• [Task instructions] Should a line in the entries below contain "builder", return that line.
- Opening Delimiter -
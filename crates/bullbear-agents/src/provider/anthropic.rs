use async_trait::async_trait;
use bullbear_models::{Backend, LlmResponse, Message, Role, ToolCall};
use serde_json::{json, Value};
use tracing::debug;

use super::{ensure_not_empty, send_json, Capabilities, Family, LlmProvider, ProviderConfig};
use crate::error::AgentError;

pub const ANTHROPIC_VERSION: &str = "2023-06-01";

/// Messages API adapter.
pub struct AnthropicProvider {
    config: ProviderConfig,
    client: reqwest::Client,
}

impl AnthropicProvider {
    pub fn new(config: ProviderConfig, client: reqwest::Client) -> Self {
        Self { config, client }
    }

    pub fn build_request(&self, messages: &[Message]) -> Result<reqwest::Request, AgentError> {
        let mut builder = self
            .client
            .post(&self.config.endpoint)
            .header("anthropic-version", ANTHROPIC_VERSION)
            .json(&request_body(&self.config, messages));
        if let Some(key) = &self.config.api_key {
            builder = builder.header("x-api-key", key);
        }
        Ok(builder.build()?)
    }
}

#[async_trait]
impl LlmProvider for AnthropicProvider {
    fn backend(&self) -> Backend {
        self.config.backend
    }

    fn model(&self) -> &str {
        &self.config.model
    }

    fn capabilities(&self) -> Capabilities {
        Family::Anthropic.capabilities()
    }

    async fn invoke(&self, messages: &[Message]) -> Result<LlmResponse, AgentError> {
        debug!(model = %self.config.model, messages = messages.len(), "Calling Anthropic messages");
        let request = self.build_request(messages)?;
        let body = send_json(&self.client, request, self.config.timeout).await?;
        ensure_not_empty(parse_response(&body)?, self.config.backend)
    }
}

/// System text goes in the top-level `system` field. The remaining turns are
/// reduced to alternating user/assistant text, with tool results folded into
/// user turns.
pub fn request_body(config: &ProviderConfig, messages: &[Message]) -> Value {
    let system: Vec<&str> = messages
        .iter()
        .filter(|m| m.role == Role::System)
        .map(|m| m.content.as_str())
        .collect();

    let mut turns: Vec<(&'static str, String)> = Vec::new();
    for message in messages {
        let (role, text) = match message.role {
            Role::System => continue,
            Role::User => ("user", message.content.clone()),
            Role::Assistant => ("assistant", assistant_text(message)),
            Role::Tool => (
                "user",
                format!(
                    "Tool result ({}):\n{}",
                    message.tool_call_id.as_deref().unwrap_or("unknown"),
                    message.content
                ),
            ),
        };
        match turns.last_mut() {
            Some((last_role, last_text)) if *last_role == role => {
                last_text.push_str("\n\n");
                last_text.push_str(&text);
            }
            _ => turns.push((role, text)),
        }
    }

    let mut body = json!({
        "model": config.model,
        "max_tokens": config.max_tokens,
        "temperature": config.temperature,
        "messages": turns
            .into_iter()
            .map(|(role, content)| json!({"role": role, "content": content}))
            .collect::<Vec<_>>(),
    });
    if !system.is_empty() {
        body["system"] = json!(system.join("\n\n"));
    }
    body
}

fn assistant_text(message: &Message) -> String {
    let mut text = message.content.clone();
    for call in &message.tool_calls {
        if !text.is_empty() {
            text.push('\n');
        }
        text.push_str(&format!("[Requested tool {} with {}]", call.name, call.arguments));
    }
    text
}

pub fn parse_response(body: &Value) -> Result<LlmResponse, AgentError> {
    let blocks = body
        .get("content")
        .and_then(Value::as_array)
        .ok_or_else(|| AgentError::Parse("Response has no content blocks".to_string()))?;

    let mut texts = Vec::new();
    let mut tool_calls = Vec::new();
    for block in blocks {
        match block.get("type").and_then(Value::as_str) {
            Some("text") => {
                if let Some(text) = block.get("text").and_then(Value::as_str) {
                    texts.push(text);
                }
            }
            Some("tool_use") => {
                if let Some(name) = block.get("name").and_then(Value::as_str) {
                    tool_calls.push(ToolCall {
                        id: block
                            .get("id")
                            .and_then(Value::as_str)
                            .unwrap_or_default()
                            .to_string(),
                        name: name.to_string(),
                        arguments: block.get("input").cloned().unwrap_or_else(|| json!({})),
                    });
                }
            }
            _ => {}
        }
    }

    Ok(LlmResponse {
        content: texts.join(""),
        tool_calls,
    })
}

#[cfg(test)]
mod tests {
    use super::*;
    use std::time::Duration;

    fn config() -> ProviderConfig {
        ProviderConfig {
            backend: Backend::Anthropic,
            model: "claude-3-5-haiku-20241022".to_string(),
            endpoint: "https://api.anthropic.com/v1/messages".to_string(),
            api_key: Some("sk-ant-test".to_string()),
            temperature: 0.3,
            max_tokens: 4096,
            timeout: Duration::from_secs(5),
        }
    }

    #[test]
    fn request_headers() {
        let provider = AnthropicProvider::new(config(), reqwest::Client::new());
        let request = provider.build_request(&[Message::user("hi")]).unwrap();
        let headers = request.headers();
        assert_eq!(headers["x-api-key"].to_str().unwrap(), "sk-ant-test");
        assert_eq!(headers["anthropic-version"].to_str().unwrap(), "2023-06-01");
        assert!(headers.get("authorization").is_none());
    }

    #[test]
    fn system_is_split_out() {
        let body = request_body(
            &config(),
            &[Message::system("You are a risk manager."), Message::user("Assess TSLA")],
        );
        assert_eq!(body["system"], "You are a risk manager.");
        let messages = body["messages"].as_array().unwrap();
        assert_eq!(messages.len(), 1);
        assert_eq!(messages[0]["role"], "user");
        assert_eq!(body["max_tokens"], 4096);
    }

    #[test]
    fn no_system_field_without_system_message() {
        let body = request_body(&config(), &[Message::user("hi")]);
        assert!(body.get("system").is_none());
    }

    #[test]
    fn tool_results_fold_into_user_turns() {
        let messages = vec![
            Message::user("Analyze AAPL"),
            Message::assistant_with_calls(
                "",
                vec![ToolCall {
                    id: "call_0_0".to_string(),
                    name: "get_news".to_string(),
                    arguments: json!({"symbol": "AAPL"}),
                }],
            ),
            Message::tool_result("call_0_0", "[]"),
            Message::user("Continue"),
        ];
        let body = request_body(&config(), &messages);
        let wire = body["messages"].as_array().unwrap();
        assert_eq!(wire.len(), 3);
        assert_eq!(wire[1]["role"], "assistant");
        assert!(wire[1]["content"].as_str().unwrap().contains("get_news"));
        assert_eq!(wire[2]["role"], "user");
        let merged = wire[2]["content"].as_str().unwrap();
        assert!(merged.starts_with("Tool result (call_0_0):"));
        assert!(merged.ends_with("Continue"));
    }

    #[test]
    fn parse_concatenates_text_blocks() {
        let body = json!({
            "content": [
                {"type": "text", "text": "HOLD, "},
                {"type": "text", "text": "confidence 0.5"}
            ],
            "stop_reason": "end_turn"
        });
        assert_eq!(parse_response(&body).unwrap().content, "HOLD, confidence 0.5");
    }

    #[test]
    fn parse_tool_use_block() {
        let body = json!({
            "content": [{"type": "tool_use", "id": "toolu_1", "name": "get_news", "input": {"symbol": "TSLA"}}]
        });
        let response = parse_response(&body).unwrap();
        assert_eq!(response.tool_calls[0].id, "toolu_1");
        assert_eq!(response.tool_calls[0].arguments["symbol"], "TSLA");
    }

    #[test]
    fn parse_error_shape_is_parse_error() {
        let err = parse_response(&json!({"type": "error"})).unwrap_err();
        assert!(matches!(err, AgentError::Parse(_)));
    }
}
- Closing Delimiter -
• [Solution to this task]
        let mut builder = self
            builder = builder.header("x-api-key", key);
        Ok(builder.build()?)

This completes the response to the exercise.